Page 43 of Star Wars - I, Jedi


  I took the first step by collecting the various parts. The light-saber, while an elegant and deadly weapon, actually was not that complex. Getting the parts to put one together was not difficult at all. To serve as the hilt, for example, I salvaged the throttle assembly and handlebar tube from a junked speeder bike. I took it from where the wreck hung in the Crash cantina and no one so much as noticed me make off with it. I got the dimetris circuitry for the activation loop from an old capital-ship-grade ion cannon fire initiation controller-won that piece of junk from Shala betting on another tuskette fight. The recharger port and wiring came from a comlink. A milled down Tri-fighter laser flashback suppressor became the parabolic, high-energy flux aperture to stabilize the blade and I pulled the dynoric laser feed line from the same broken laser cannon to act as the superconductor for energy transference from the power cell to the blade. Buttons and switches were easy to find, and dear old Admiral Tavira, with her gift of the brandy de-canter and snifters, provided me all the jewels I needed to make a half dozen lightsabers.

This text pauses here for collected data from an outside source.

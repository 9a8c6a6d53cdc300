//! Ticker validator and sanitizer.
//!
//! Checks every mapping entry against the B3 suffix rules for its share
//! class, proposes corrections and rewrites only the lines that change.

use anyhow::{Context, Result};
use chrono::Local;
use once_cell::sync::Lazy;
use regex::{Regex, RegexBuilder};
use std::collections::BTreeMap;
use std::fs;
use std::path::{Path, PathBuf};
use tracing::{debug, info};

use super::heuristic::{parse_asset_name, ShareClass};
use super::TickerLookup;
use crate::normalize::normalize_text;
use crate::tickers::mapping::decode_properties;
use crate::tickers::TickerMapping;

/// Curated description → ticker pairs that break the suffix rules on purpose.
/// Seed data.
pub const KNOWN_EXCEPTIONS: &[(&str, &str)] = &[
    ("BRASIL ON", "EVEB31"),
    ("CESP ON", "CESP6"),
    ("CESP PNB", "CESP6"),
    ("COELBA ON", "CEEB5"),
    ("TIM ON", "0P0001N5CL"),
    ("AZUL PN", "0P0000U99Z"),
    ("ABC BRASIL PN", "ABCB4"),
    ("JBS ON", "JBSS3"),
    ("EQUATORIAL ON", "EQPA3"),
    ("UNIPAR ON", "UNIP3"),
];

pub const REASON_EXCEPTION: &str = "EXCEÇÃO CONHECIDA";
pub const REASON_SPECIAL_CODE: &str = "ISIN/Código Especial";
pub const REASON_FUND: &str = "Fundo/Classes Especiais";
pub const REASON_OK: &str = "OK";
pub const MANUAL_REVIEW: &str = "Revisão Manual";

static MARKET_SEGMENT_TAIL: Lazy<Regex> = Lazy::new(|| {
    RegexBuilder::new(r"\s+(ON|PN|PNA|PNB|NM|N1|N2|N3)\b.*$")
        .case_insensitive(true)
        .build()
        .expect("valid company name pattern")
});

/// Outcome of checking one entry.
#[derive(Debug, Clone, PartialEq, Eq)]
pub struct Validation {
    pub is_valid: bool,
    pub reason: String,
}

impl Validation {
    fn pass(reason: &str) -> Self {
        Self {
            is_valid: true,
            reason: reason.to_string(),
        }
    }

    fn fail(reason: String) -> Self {
        Self {
            is_valid: false,
            reason,
        }
    }
}

/// An entry that failed validation.
#[derive(Debug, Clone, PartialEq, Eq)]
pub struct Issue {
    pub description: String,
    pub ticker: String,
    pub suggestion: Option<String>,
}

#[derive(Debug, Clone, Default)]
pub struct SanitizeReport {
    pub checked: usize,
    /// Invalid entries grouped by reason.
    pub issues: BTreeMap<String, Vec<Issue>>,
    /// Corrections to apply: description → (current, corrected).
    pub fixes: BTreeMap<String, (String, String)>,
}

impl SanitizeReport {
    pub fn issue_count(&self) -> usize {
        self.issues.values().map(Vec::len).sum()
    }

    /// Write the issues as CSV; returns the number of rows written.
    pub fn write_csv<P: AsRef<Path>>(&self, path: P) -> Result<usize> {
        let path = path.as_ref();
        if let Some(parent) = path.parent().filter(|p| !p.as_os_str().is_empty()) {
            fs::create_dir_all(parent)
                .with_context(|| format!("Failed to create report directory {:?}", parent))?;
        }

        let mut writer = csv::Writer::from_path(path)
            .with_context(|| format!("Failed to create report {:?}", path))?;
        writer.write_record(["Descrição", "Ticker Atual", "Tipo de Problema", "Sugestão"])?;

        let mut rows = 0;
        for (reason, issues) in &self.issues {
            for issue in issues {
                let suggestion = issue.suggestion.as_deref().unwrap_or(MANUAL_REVIEW);
                writer.write_record([
                    issue.description.as_str(),
                    issue.ticker.as_str(),
                    reason.as_str(),
                    suggestion,
                ])?;
                rows += 1;
            }
        }
        writer.flush()?;

        info!("Wrote sanitization report with {} row(s) to {:?}", rows, path);
        Ok(rows)
    }
}

/// Default report location: next to the mapping file, timestamped.
pub fn default_report_path<P: AsRef<Path>>(mapping_path: P) -> PathBuf {
    let dir = mapping_path
        .as_ref()
        .parent()
        .map(Path::to_path_buf)
        .unwrap_or_default();
    dir.join(format!(
        "ticker_sanitization_report_{}.csv",
        Local::now().format("%Y%m%d_%H%M%S")
    ))
}

pub struct TickerSanitizer<'a> {
    lookup: &'a dyn TickerLookup,
}

impl<'a> TickerSanitizer<'a> {
    pub fn new(lookup: &'a dyn TickerLookup) -> Self {
        Self { lookup }
    }

    /// Check a ticker against the suffix rule of the description's share class.
    pub fn validate(&self, description: &str, ticker: &str) -> Validation {
        let ticker = ticker.trim().to_uppercase();

        if known_exception(description) == Some(ticker.as_str()) {
            return Validation::pass(REASON_EXCEPTION);
        }
        if ticker.starts_with("0P") {
            return Validation::pass(REASON_SPECIAL_CODE);
        }
        if ticker.ends_with("11") {
            return Validation::pass(REASON_FUND);
        }

        let last = ticker.chars().last().unwrap_or(' ');
        match share_class_of(description) {
            Some(ShareClass::On) if last != '3' => {
                if ('3'..='9').contains(&last) {
                    Validation::fail(format!(
                        "⚠️ ON termina em {} (esperado 3 - possível classe especial)",
                        last
                    ))
                } else {
                    Validation::fail(format!("ON deve terminar em 3 (não em {})", last))
                }
            }
            Some(ShareClass::Pnb) if !matches!(last, '4' | '5' | '6') => {
                Validation::fail(format!("PNB deve terminar em 4/5/6 (não em {})", last))
            }
            Some(ShareClass::Pna) if !matches!(last, '4' | '5') => {
                Validation::fail(format!("PNA deve terminar em 4/5 (não em {})", last))
            }
            Some(ShareClass::Pn) if !matches!(last, '4' | '5' | '6') => {
                Validation::fail(format!("PN deve terminar em 4/5/6 (não em {})", last))
            }
            _ => Validation::pass(REASON_OK),
        }
    }

    /// Corrected ticker for an entry, only when it differs from the current one.
    pub fn try_fix(&self, description: &str, ticker: &str) -> Option<String> {
        let current = ticker.trim().to_uppercase();

        if let Some(exception) = known_exception(description) {
            if exception != current {
                return Some(exception.to_string());
            }
        }

        let company = extract_company_name(description);
        if company.is_empty() {
            return None;
        }
        let digit = parse_asset_name(description).suffix_digit;
        self.lookup
            .lookup(&company, digit)
            .filter(|found| *found != current)
    }

    /// Validate every entry; with `fix`, also collect the corrections.
    pub fn sanitize(&self, mapping: &TickerMapping, fix: bool) -> SanitizeReport {
        let mut report = SanitizeReport::default();

        for (description, ticker) in mapping.iter() {
            report.checked += 1;
            let validation = self.validate(description, ticker);
            if validation.is_valid {
                continue;
            }

            let suggestion = self.try_fix(description, ticker);
            debug!(
                "Invalid mapping {}={} ({}), suggestion {:?}",
                description, ticker, validation.reason, suggestion
            );
            if fix {
                if let Some(corrected) = &suggestion {
                    report.fixes.insert(
                        description.to_string(),
                        (ticker.to_string(), corrected.clone()),
                    );
                }
            }
            report
                .issues
                .entry(validation.reason)
                .or_default()
                .push(Issue {
                    description: description.to_string(),
                    ticker: ticker.to_string(),
                    suggestion,
                });
        }

        report
    }
}

/// Company part of a description, without share class and segment.
pub fn extract_company_name(description: &str) -> String {
    MARKET_SEGMENT_TAIL
        .replace(description.trim(), "")
        .trim()
        .to_string()
}

/// Rewrite only the mapping lines whose key was fixed; every other line,
/// comments included, is kept verbatim. Returns the number of lines changed.
pub fn apply_fixes<P: AsRef<Path>>(path: P, fixes: &BTreeMap<String, (String, String)>) -> Result<usize> {
    let path = path.as_ref();
    if fixes.is_empty() {
        return Ok(0);
    }

    let bytes = fs::read(path).with_context(|| format!("Failed to read mapping file {:?}", path))?;
    let content = decode_properties(&bytes);

    let mut changed = 0;
    let mut output = String::with_capacity(content.len());
    for line in content.lines() {
        let trimmed = line.trim();
        let replacement = if trimmed.starts_with('#') {
            None
        } else {
            trimmed
                .split_once('=')
                .and_then(|(key, _)| fixes.get(key.trim()).map(|(_, new)| (key.trim(), new)))
        };

        match replacement {
            Some((key, new)) => {
                output.push_str(&format!("{}={}", key, new));
                changed += 1;
            }
            None => output.push_str(line),
        }
        output.push('\n');
    }

    fs::write(path, output).with_context(|| format!("Failed to write mapping file {:?}", path))?;
    info!("Applied {} ticker fix(es) to {:?}", changed, path);
    Ok(changed)
}

fn known_exception(description: &str) -> Option<&'static str> {
    let key = description.trim().to_uppercase();
    KNOWN_EXCEPTIONS
        .iter()
        .find(|(desc, _)| *desc == key)
        .map(|(_, ticker)| *ticker)
}

// Last class token wins so "Embraer ON NM" is treated as ON.
fn share_class_of(description: &str) -> Option<ShareClass> {
    normalize_text(description)
        .split_whitespace()
        .filter_map(|word| match word {
            "ON" | "PN" | "PNA" | "PNB" => ShareClass::parse(word),
            _ => None,
        })
        .last()
}

#[cfg(test)]
mod tests {
    use super::*;
    use crate::mapping::OfflineLookup;
    use tempfile::TempDir;

    struct FixedLookup;

    impl TickerLookup for FixedLookup {
        fn lookup(&self, company: &str, suffix_digit: Option<u8>) -> Option<String> {
            match (company, suffix_digit) {
                ("Embraer", Some(3)) => Some("EMBR3".to_string()),
                _ => None,
            }
        }
    }

    #[test]
    fn on_shares_must_end_in_three() {
        let sanitizer = TickerSanitizer::new(&OfflineLookup);
        assert!(sanitizer.validate("Embraer ON", "EMBR3").is_valid);

        let wrong = sanitizer.validate("Embraer ON", "EMBR4");
        assert!(!wrong.is_valid);
        assert!(wrong.reason.contains("possível classe especial"));

        let letter = sanitizer.validate("Embraer ON NM", "EMBRX");
        assert!(!letter.is_valid);
        assert_eq!(letter.reason, "ON deve terminar em 3 (não em X)");
    }

    #[test]
    fn preferred_share_rules() {
        let sanitizer = TickerSanitizer::new(&OfflineLookup);
        assert!(sanitizer.validate("ITAUSA PN N1", "ITSA4").is_valid);
        assert!(!sanitizer.validate("ITAUSA PN N1", "ITSA3").is_valid);
        assert!(sanitizer.validate("BRADESPAR PNA", "BRAP5").is_valid);
        assert_eq!(
            sanitizer.validate("BRADESPAR PNA", "BRAP6").reason,
            "PNA deve terminar em 4/5 (não em 6)"
        );
        assert_eq!(
            sanitizer.validate("ELETROBRAS PNB", "ELET3").reason,
            "PNB deve terminar em 4/5/6 (não em 3)"
        );
    }

    #[test]
    fn universal_overrides_pass() {
        let sanitizer = TickerSanitizer::new(&OfflineLookup);
        assert_eq!(
            sanitizer.validate("Fundo X", "FUNDX11"),
            Validation::pass(REASON_FUND)
        );
        assert_eq!(sanitizer.validate("AZUL PN", "0P0000U99Z").reason, REASON_EXCEPTION);
        assert_eq!(sanitizer.validate("OUTRA ON", "0P0000ABCD").reason, REASON_SPECIAL_CODE);
        assert_eq!(sanitizer.validate("CESP PNB", "CESP6").reason, REASON_EXCEPTION);
        assert_eq!(sanitizer.validate("SANEPAR UNT N2", "SAPR11").reason, REASON_FUND);
        assert_eq!(sanitizer.validate("AMAZON DR", "AMZO34").reason, REASON_OK);
    }

    #[test]
    fn try_fix_prefers_exceptions_then_lookup() {
        let sanitizer = TickerSanitizer::new(&FixedLookup);
        assert_eq!(sanitizer.try_fix("TIM ON", "TIMS3").as_deref(), Some("0P0001N5CL"));
        assert_eq!(sanitizer.try_fix("Embraer ON NM", "EMBR4").as_deref(), Some("EMBR3"));
        // already correct
        assert_eq!(sanitizer.try_fix("Embraer ON NM", "EMBR3"), None);
        assert_eq!(sanitizer.try_fix("Desconhecida ON", "DESC4"), None);
    }

    #[test]
    fn company_name_drops_class_and_segment() {
        assert_eq!(extract_company_name("Embraer ON NM"), "Embraer");
        assert_eq!(extract_company_name("BANCO DO BRASIL ON ED NM"), "BANCO DO BRASIL");
        assert_eq!(extract_company_name("KLABIN S/A"), "KLABIN S/A");
    }

    #[test]
    fn sanitize_groups_issues_and_collects_fixes() {
        let mapping: TickerMapping = [
            ("Embraer ON NM", "EMBR4"),
            ("ITAUSA PN N1", "ITSA4"),
            ("TIM ON", "TIMS4"),
            ("GERDAU PN", "GGBR3"),
        ]
        .into_iter()
        .map(|(k, v)| (k.to_string(), v.to_string()))
        .collect();

        let sanitizer = TickerSanitizer::new(&FixedLookup);
        let report = sanitizer.sanitize(&mapping, true);
        assert_eq!(report.checked, 4);
        assert_eq!(report.issue_count(), 3);
        assert_eq!(report.fixes.len(), 2);
        assert_eq!(
            report.fixes.get("TIM ON"),
            Some(&("TIMS4".to_string(), "0P0001N5CL".to_string()))
        );

        let dry_run = sanitizer.sanitize(&mapping, false);
        assert!(dry_run.fixes.is_empty());
        assert_eq!(dry_run.issue_count(), 3);
    }

    #[test]
    fn apply_fixes_rewrites_only_changed_lines() {
        let dir = TempDir::new().unwrap();
        let path = dir.path().join("tickerMapping.properties");
        fs::write(&path, "# cabeçalho\nEmbraer ON NM = EMBR4\nVALE ON NM=VALE3\n\n").unwrap();

        let mut fixes = BTreeMap::new();
        fixes.insert(
            "Embraer ON NM".to_string(),
            ("EMBR4".to_string(), "EMBR3".to_string()),
        );
        assert_eq!(apply_fixes(&path, &fixes).unwrap(), 1);

        let content = fs::read_to_string(&path).unwrap();
        assert_eq!(content, "# cabeçalho\nEmbraer ON NM=EMBR3\nVALE ON NM=VALE3\n\n");
    }

    #[test]
    fn report_uses_manual_review_without_suggestion() {
        let dir = TempDir::new().unwrap();
        let mapping: TickerMapping = [("GERDAU PN".to_string(), "GGBR3".to_string())]
            .into_iter()
            .collect();
        let report = TickerSanitizer::new(&OfflineLookup).sanitize(&mapping, false);

        let path = dir.path().join("report.csv");
        assert_eq!(report.write_csv(&path).unwrap(), 1);
        let content = fs::read_to_string(&path).unwrap();
        assert!(content.starts_with("Descrição,Ticker Atual,Tipo de Problema,Sugestão\n"));
        assert!(content.contains("GERDAU PN,GGBR3,PN deve terminar em 4/5/6 (não em 3),Revisão Manual"));
    }

    #[test]
    fn default_report_path_is_next_to_mapping() {
        let path = default_report_path("resources/tickerMapping.properties");
        assert_eq!(path.parent(), Some(Path::new("resources")));
        let name = path.file_name().unwrap().to_string_lossy().into_owned();
        assert!(name.starts_with("ticker_sanitization_report_"));
        assert!(name.ends_with(".csv"));
    }
}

  The most difficult part of creating a lightsaber was producing the power cell that stored and discharged the amount of energy necessary to energize a lightsaber blade. That said, the parts list called for a pretty basic power cell-in fact, because of the age of the instructions, I had a hard time locating one that ancient. Newer power cells were more efficient than the one my grand-father had specified, but I didn't think that would present a problem. After all, as I read the instructions I came to realize that the nature of the battery was not as important as how it was integrated with the rest of the components.

  The core of the Jedi ritual for creating a lightsaber came down to charging the power cell that first time. My grandfather ridiculed the popular superstition stating a Jedi channeled the Force through his lightsaber. He suggested that this was a mis-understanding of what it took to charge it initially and tie it to the rest of the weapon. The Jedi, carefully manipulating the Force, bound the components together-linking them on some-thing more than a mechanical or material level, so they worked with unimagined efficiency. Without this careful seasoning and conditioning of the lightsaber, the blade would be flawed and would fail the Jedi.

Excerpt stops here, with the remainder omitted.